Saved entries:
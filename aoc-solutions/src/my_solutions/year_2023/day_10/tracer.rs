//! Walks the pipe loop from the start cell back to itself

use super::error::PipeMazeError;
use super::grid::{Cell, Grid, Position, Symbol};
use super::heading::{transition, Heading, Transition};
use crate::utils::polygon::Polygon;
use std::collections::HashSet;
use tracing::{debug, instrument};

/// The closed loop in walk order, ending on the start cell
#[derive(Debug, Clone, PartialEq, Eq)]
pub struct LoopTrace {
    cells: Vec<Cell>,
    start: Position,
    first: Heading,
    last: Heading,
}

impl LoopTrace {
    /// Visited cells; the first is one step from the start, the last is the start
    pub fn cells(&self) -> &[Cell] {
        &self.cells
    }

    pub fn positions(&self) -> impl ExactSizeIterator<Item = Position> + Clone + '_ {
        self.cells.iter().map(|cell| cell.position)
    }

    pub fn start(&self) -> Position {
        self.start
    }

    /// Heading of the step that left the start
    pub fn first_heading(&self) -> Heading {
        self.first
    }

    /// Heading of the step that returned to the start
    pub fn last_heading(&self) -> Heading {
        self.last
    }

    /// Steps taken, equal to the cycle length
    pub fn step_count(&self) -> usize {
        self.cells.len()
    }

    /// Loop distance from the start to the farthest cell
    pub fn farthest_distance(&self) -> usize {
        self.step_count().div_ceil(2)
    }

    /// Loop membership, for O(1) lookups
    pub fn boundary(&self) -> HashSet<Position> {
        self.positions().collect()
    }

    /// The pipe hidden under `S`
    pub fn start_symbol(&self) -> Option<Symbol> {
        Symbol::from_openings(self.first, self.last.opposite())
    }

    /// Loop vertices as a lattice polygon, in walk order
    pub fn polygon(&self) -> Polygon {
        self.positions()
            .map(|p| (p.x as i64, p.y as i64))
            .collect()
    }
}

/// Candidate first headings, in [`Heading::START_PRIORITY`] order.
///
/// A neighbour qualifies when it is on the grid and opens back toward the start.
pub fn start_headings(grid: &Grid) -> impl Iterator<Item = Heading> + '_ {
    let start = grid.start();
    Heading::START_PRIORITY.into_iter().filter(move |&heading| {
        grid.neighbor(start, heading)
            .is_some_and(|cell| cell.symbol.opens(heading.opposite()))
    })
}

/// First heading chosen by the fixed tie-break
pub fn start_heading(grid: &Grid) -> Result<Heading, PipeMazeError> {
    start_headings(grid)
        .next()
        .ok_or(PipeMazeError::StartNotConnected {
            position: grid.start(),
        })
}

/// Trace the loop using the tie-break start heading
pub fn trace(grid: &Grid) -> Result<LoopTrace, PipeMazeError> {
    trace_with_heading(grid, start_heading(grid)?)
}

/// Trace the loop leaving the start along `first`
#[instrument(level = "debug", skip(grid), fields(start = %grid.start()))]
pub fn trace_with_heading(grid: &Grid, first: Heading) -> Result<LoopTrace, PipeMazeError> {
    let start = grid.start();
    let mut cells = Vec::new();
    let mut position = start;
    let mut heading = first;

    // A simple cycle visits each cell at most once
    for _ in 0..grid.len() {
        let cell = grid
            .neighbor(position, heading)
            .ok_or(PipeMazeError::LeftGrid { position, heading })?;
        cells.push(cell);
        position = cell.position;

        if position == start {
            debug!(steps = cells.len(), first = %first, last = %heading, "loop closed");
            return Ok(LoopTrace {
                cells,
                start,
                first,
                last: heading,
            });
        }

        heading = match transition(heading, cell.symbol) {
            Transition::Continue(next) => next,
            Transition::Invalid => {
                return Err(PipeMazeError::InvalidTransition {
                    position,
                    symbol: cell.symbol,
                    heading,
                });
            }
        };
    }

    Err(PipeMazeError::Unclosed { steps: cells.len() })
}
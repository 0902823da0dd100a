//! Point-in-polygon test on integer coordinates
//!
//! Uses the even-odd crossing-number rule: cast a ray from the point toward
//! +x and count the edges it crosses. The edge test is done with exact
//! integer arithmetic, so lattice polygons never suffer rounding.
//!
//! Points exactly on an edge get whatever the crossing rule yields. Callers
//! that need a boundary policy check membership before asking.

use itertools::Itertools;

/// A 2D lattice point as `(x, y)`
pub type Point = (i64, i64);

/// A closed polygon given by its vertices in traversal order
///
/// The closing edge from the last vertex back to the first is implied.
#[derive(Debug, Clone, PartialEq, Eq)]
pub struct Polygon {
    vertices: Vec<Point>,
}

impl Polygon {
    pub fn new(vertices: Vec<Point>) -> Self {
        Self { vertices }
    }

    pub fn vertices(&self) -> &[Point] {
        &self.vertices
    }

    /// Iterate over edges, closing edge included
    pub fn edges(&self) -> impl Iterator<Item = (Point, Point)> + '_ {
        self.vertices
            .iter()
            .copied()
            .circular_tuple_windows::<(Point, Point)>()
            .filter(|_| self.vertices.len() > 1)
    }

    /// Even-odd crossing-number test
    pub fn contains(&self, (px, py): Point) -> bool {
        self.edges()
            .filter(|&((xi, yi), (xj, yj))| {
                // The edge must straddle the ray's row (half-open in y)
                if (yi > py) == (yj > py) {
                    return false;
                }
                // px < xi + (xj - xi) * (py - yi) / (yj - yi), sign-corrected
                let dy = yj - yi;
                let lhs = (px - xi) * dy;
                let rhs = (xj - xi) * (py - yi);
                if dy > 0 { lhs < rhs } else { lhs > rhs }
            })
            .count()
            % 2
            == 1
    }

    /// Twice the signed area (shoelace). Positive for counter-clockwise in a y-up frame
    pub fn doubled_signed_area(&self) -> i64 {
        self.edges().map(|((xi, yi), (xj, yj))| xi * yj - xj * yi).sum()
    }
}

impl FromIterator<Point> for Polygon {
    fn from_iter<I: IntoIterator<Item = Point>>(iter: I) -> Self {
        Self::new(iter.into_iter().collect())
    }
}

WORK ITEM - Transcribe the entries exactly.

COMPLETED TASK -
filename aoc-solutions/src/my_solutions/year_2023/day_10/tracer.rs
//! Walks the pipe loop from the start cell back to itself

use super::error::PipeMazeError;
use super::grid::{Cell, Grid, Position, Symbol};
use super::heading::{transition, Heading, Transition};
use crate::utils::polygon::Polygon;
use std::collections::HashSet;
use tracing::{debug, instrument};

/// The closed loop in walk order, ending on the start cell
#[derive(Debug, Clone, PartialEq, Eq)]
pub struct LoopTrace {
    cells: Vec<Cell>,
    start: Position,
    first: Heading,
    last: Heading,
}

impl LoopTrace {
    /// Visited cells; the first is one step from the start, the last is the start
    pub fn cells(&self) -> &[Cell] {
        &self.cells
    }

    pub fn positions(&self) -> impl ExactSizeIterator<Item = Position> + Clone + '_ {
        self.cells.iter().map(|cell| cell.position)
    }

    pub fn start(&self) -> Position {
        self.start
    }

    /// Heading of the step that left the start
    pub fn first_heading(&self) -> Heading {
        self.first
    }

    /// Heading of the step that returned to the start
    pub fn last_heading(&self) -> Heading {
        self.last
    }

    /// Steps taken, equal to the cycle length
    pub fn step_count(&self) -> usize {
        self.cells.len()
    }

    /// Loop distance from the start to the farthest cell
    pub fn farthest_distance(&self) -> usize {
        self.step_count().div_ceil(2)
    }

    /// Loop membership, for O(1) lookups
    pub fn boundary(&self) -> HashSet<Position> {
        self.positions().collect()
    }

    /// The pipe hidden under `S`
    pub fn start_symbol(&self) -> Option<Symbol> {
        Symbol::from_openings(self.first, self.last.opposite())
    }

    /// Loop vertices as a lattice polygon, in walk order
    pub fn polygon(&self) -> Polygon {
        self.positions()
            .map(|p| (p.x as i64, p.y as i64))
            .collect()
    }
}

/// Candidate first headings, in [`Heading::START_PRIORITY`] order.
///
/// A neighbour qualifies when it is on the grid and opens back toward the start.
pub fn start_headings(grid: &Grid) -> impl Iterator<Item = Heading> + '_ {
    let start = grid.start();
    Heading::START_PRIORITY.into_iter().filter(move |&heading| {
        grid.neighbor(start, heading)
            .is_some_and(|cell| cell.symbol.opens(heading.opposite()))
    })
}

/// First heading chosen by the fixed tie-break
pub fn start_heading(grid: &Grid) -> Result<Heading, PipeMazeError> {
    start_headings(grid)
        .next()
        .ok_or(PipeMazeError::StartNotConnected {
            position: grid.start(),
        })
}

/// Trace the loop using the tie-break start heading
pub fn trace(grid: &Grid) -> Result<LoopTrace, PipeMazeError> {
    trace_with_heading(grid, start_heading(grid)?)
}

/// Trace the loop leaving the start along `first`
#[instrument(level = "debug", skip(grid), fields(start = %grid.start()))]
pub fn trace_with_heading(grid: &Grid, first: Heading) -> Result<LoopTrace, PipeMazeError> {
    let start = grid.start();
    let mut cells = Vec::new();
    let mut position = start;
    let mut heading = first;

    // A simple cycle visits each cell at most once
    for _ in 0..grid.len() {
        let cell = grid
            .neighbor(position, heading)
            .ok_or(PipeMazeError::LeftGrid { position, heading })?;
        cells.push(cell);
        position = cell.position;

        if position == start {
            debug!(steps = cells.len(), first = %first, last = %heading, "loop closed");
            return Ok(LoopTrace {
                cells,
                start,
                first,
                last: heading,
            });
        }

        heading = match transition(heading, cell.symbol) {
            Transition::Continue(next) => next,
            Transition::Invalid => {
                return Err(PipeMazeError::InvalidTransition {
                    position,
                    symbol: cell.symbol,
                    heading,
                });
            }
        };
    }

    Err(PipeMazeError::Unclosed { steps: cells.len() })
}
repository 0902823da0dd100a
//! Point-in-polygon test on integer coordinates
//!
//! Uses the even-odd crossing-number rule: cast a ray from the point toward
//! +x and count the edges it crosses. The edge test is done with exact
//! integer arithmetic, so lattice polygons never suffer rounding.
//!
//! Points exactly on an edge get whatever the crossing rule yields. Callers
//! that need a boundary policy check membership before asking.

use itertools::Itertools;

/// A 2D lattice point as `(x, y)`
pub type Point = (i64, i64);

/// A closed polygon given by its vertices in traversal order
///
/// The closing edge from the last vertex back to the first is implied.
#[derive(Debug, Clone, PartialEq, Eq)]
pub struct Polygon {
    vertices: Vec<Point>,
}

impl Polygon {
    pub fn new(vertices: Vec<Point>) -> Self {
        Self { vertices }
    }

    pub fn vertices(&self) -> &[Point] {
        &self.vertices
    }

    /// Iterate over edges, closing edge included
    pub fn edges(&self) -> impl Iterator<Item = (Point, Point)> + '_ {
        self.vertices
            .iter()
            .copied()
            .circular_tuple_windows::<(Point, Point)>()
            .filter(|_| self.vertices.len() > 1)
    }

    /// Even-odd crossing-number test
    pub fn contains(&self, (px, py): Point) -> bool {
        self.edges()
            .filter(|&((xi, yi), (xj, yj))| {
                // The edge must straddle the ray's row (half-open in y)
                if (yi > py) == (yj > py) {
                    return false;
                }
                // px < xi + (xj - xi) * (py - yi) / (yj - yi), sign-corrected
                let dy = yj - yi;
                let lhs = (px - xi) * dy;
                let rhs = (xj - xi) * (py - yi);
                if dy > 0 { lhs < rhs } else { lhs > rhs }
            })
            .count()
            % 2
            == 1
    }

    /// Twice the signed area (shoelace). Positive for counter-clockwise in a y-up frame
    pub fn doubled_signed_area(&self) -> i64 {
        self.edges().map(|((xi, yi), (xj, yj))| xi * yj - xj * yi).sum()
    }
}

impl FromIterator<Point> for Polygon {
    fn from_iter<I: IntoIterator<Item = Point>>(iter: I) -> Self {
        Self::new(iter.into_iter().collect())
    }
}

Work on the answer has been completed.